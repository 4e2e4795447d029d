//! Store bootstrap.
//!
//! # Responsibility
//! - Open (or create) the account file in read/write mode.
//! - Load the record-count header before any record access.
//!
//! # Invariants
//! - An empty file is a valid, empty store.
//! - A returned `RecordFile` always carries a non-negative count.

use super::file::RecordFile;
use super::layout::RECORD_COUNT_LENGTH;
use super::{StoreError, StoreResult};
use log::{error, info};
use std::fs::{File, OpenOptions};
use std::io::{Read, Seek, SeekFrom};
use std::path::Path;
use std::time::Instant;

/// Fixed location of the account file relative to the working directory.
pub const DEFAULT_STORE_PATH: &str = "accounts.dbf";

/// Opens the account file at `path` and reads its header.
///
/// # Side effects
/// - Creates the file when it does not exist.
/// - Emits `store_open` logging events with duration and status.
pub fn open_store(path: impl AsRef<Path>) -> StoreResult<RecordFile> {
    let started_at = Instant::now();
    info!("event=store_open module=store status=start");

    let opened = OpenOptions::new()
        .read(true)
        .write(true)
        .create(true)
        .truncate(false)
        .open(path.as_ref())
        .map_err(StoreError::from)
        .and_then(|mut file| {
            let count = read_header(&mut file)?;
            Ok(RecordFile::new(file, count))
        });

    match opened {
        Ok(store) => {
            info!(
                "event=store_open module=store status=ok duration_ms={} records={}",
                started_at.elapsed().as_millis(),
                store.record_count()
            );
            Ok(store)
        }
        Err(err) => {
            error!(
                "event=store_open module=store status=error duration_ms={} error={}",
                started_at.elapsed().as_millis(),
                err
            );
            Err(err)
        }
    }
}

fn read_header(file: &mut File) -> StoreResult<u32> {
    let len = file.metadata()?.len();
    if len == 0 {
        return Ok(0);
    }
    if len < RECORD_COUNT_LENGTH {
        return Err(StoreError::TruncatedHeader { len });
    }

    file.seek(SeekFrom::Start(0))?;
    let mut bytes = [0u8; 4];
    file.read_exact(&mut bytes)?;
    let value = i32::from_be_bytes(bytes);
    u32::try_from(value).map_err(|_| StoreError::InvalidHeader(value))
}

**REQUIREMENT:** Return, word for word, each line from the line that contains "let started_at = Instant::now();" to the end of the listing above; include both end lines and nothing else.

**OUTPUT BELOW:**
    let started_at = Instant::now();
    info!("event=store_open module=store status=start");

    let opened = OpenOptions::new()
        .read(true)
        .write(true)
        .create(true)
        .truncate(false)
        .open(path.as_ref())
        .map_err(StoreError::from)
        .and_then(|mut file| {
            let count = read_header(&mut file)?;
            Ok(RecordFile::new(file, count))
        });

    match opened {
        Ok(store) => {
            info!(
                "event=store_open module=store status=ok duration_ms={} records={}",
                started_at.elapsed().as_millis(),
                store.record_count()
            );
            Ok(store)
        }
        Err(err) => {
            error!(
                "event=store_open module=store status=error duration_ms={} error={}",
                started_at.elapsed().as_millis(),
                err
            );
            Err(err)
        }
    }
}

fn read_header(file: &mut File) -> StoreResult<u32> {
    let len = file.metadata()?.len();
    if len == 0 {
        return Ok(0);
    }
    if len < RECORD_COUNT_LENGTH {
        return Err(StoreError::TruncatedHeader { len });
    }

    file.seek(SeekFrom::Start(0))?;
    let mut bytes = [0u8; 4];
    file.read_exact(&mut bytes)?;
    let value = i32::from_be_bytes(bytes);
    u32::try_from(value).map_err(|_| StoreError::InvalidHeader(value))
}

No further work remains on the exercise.